The aluminium-based solid material absorbs CO2 and sulphur dioxide (SO2) in a different way to materials used in existing carbon capture and storage (CCS) technology, which tend to be produced using toxic organic solvents.
The material, known as NOTT-300, is made with water and relatively cheap and simple organic substances, and does not require as much energy as conventional materials in order to release the gases once they have been captured.
CCS is seen as a way of cutting carbon emissions without having to move entirely away from generating energy with fossil fuels. But the technology, which typically involves passing exhaust gases through liquid amine solvents to remove the CO2, uses a lot of energy and so is seen as a burden by industry.
Prof Martin Schröder, who led the research, said NOTT-300 used a different chemical bonding mechanism that can more easily be reversed compared with existing CCS materials, which contain chemicals known as amines (derived from ammonia).
‘You’re not using amines, which themselves can be toxic and have an environmental penalty,’ he told The Engineer.
‘But also with amines you often have to heat the material up to release the CO2. In this present case, the CO2 comes off very readily just by varying the pressure.’
Once the Nottingham researchers had discovered the material, they used the neutron imaging facilities at the ISIS research centre in Oxfordshire to examine and explain how it bonded to the CO2 at a molecular level.

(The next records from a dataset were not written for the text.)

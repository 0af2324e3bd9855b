/// 2D arc angle utilities.
///
/// Angles are in degrees and measured counter-clockwise from the +X axis,
/// so a point at angle `θ` on a circle is `center + radius * (cos θ, sin θ)`.
use super::{Point2, Vector2};

/// Wraps an angle in degrees into `[0, 360)`.
#[must_use]
pub fn normalize_degrees(angle: f64) -> f64 {
    let wrapped = angle.rem_euclid(360.0);
    // rem_euclid can round up to exactly 360 for tiny negative inputs.
    if wrapped >= 360.0 {
        0.0
    } else {
        wrapped
    }
}

/// Evaluates the point at `angle` degrees on the circle `(center, radius)`.
#[must_use]
pub fn point_at_degrees(center: &Point2, radius: f64, angle: f64) -> Point2 {
    let (sin, cos) = angle.to_radians().sin_cos();
    center + Vector2::new(cos, sin) * radius
}

/// Returns the angle of `point` as seen from `center`, in degrees in `[0, 360)`.
///
/// Inverse of [`point_at_degrees`] for points on the circle. A point at the
/// center has no defined angle and maps to `0`.
#[must_use]
pub fn degrees_at_point(center: &Point2, point: &Point2) -> f64 {
    let d = point - center;
    normalize_degrees(d.y.atan2(d.x).to_degrees())
}

/// Checks whether `angle` lies in the sweep from `start` to `start + sweep`
/// (all in degrees). Negative sweeps run clockwise.
#[must_use]
pub fn angle_in_sweep(angle: f64, start: f64, sweep: f64, eps: f64) -> bool {
    if sweep.abs() >= 360.0 - eps {
        return true;
    }
    let delta = if sweep >= 0.0 {
        normalize_degrees(angle - start)
    } else {
        normalize_degrees(start - angle)
    };
    delta <= sweep.abs() + eps || delta >= 360.0 - eps
}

‘The issue is do you want one strong bond or multiple weaker bonds to selectively bind a substrate,’ said Schröder. ‘Having multiple bonds seems to be better even though they are weaker. The net effect is that it holds the CO2 more effectively.’
These weaker bonds, known as hydrogen bonds, form between the oxygen atoms of the CO2 and the hydrogen atoms of the NOTT-300 molecules, rather than between the CO2’s carbon atoms and the amine’s nitrogen atoms.
Other advantages of NOTT-300 are that it is stable in the presence of water and can stably absorb the corrosive and reactive SO2.
The scientists now plan to test NOTT-300 with actual flue gas rather than using controlled laboratory substances, so that it can eventually be scaled up and potentially used in CCS technology.
Their research was funded by the Engineering and Physical Sciences Research Council (EPSRC) and published in the journal Nature Chemistry.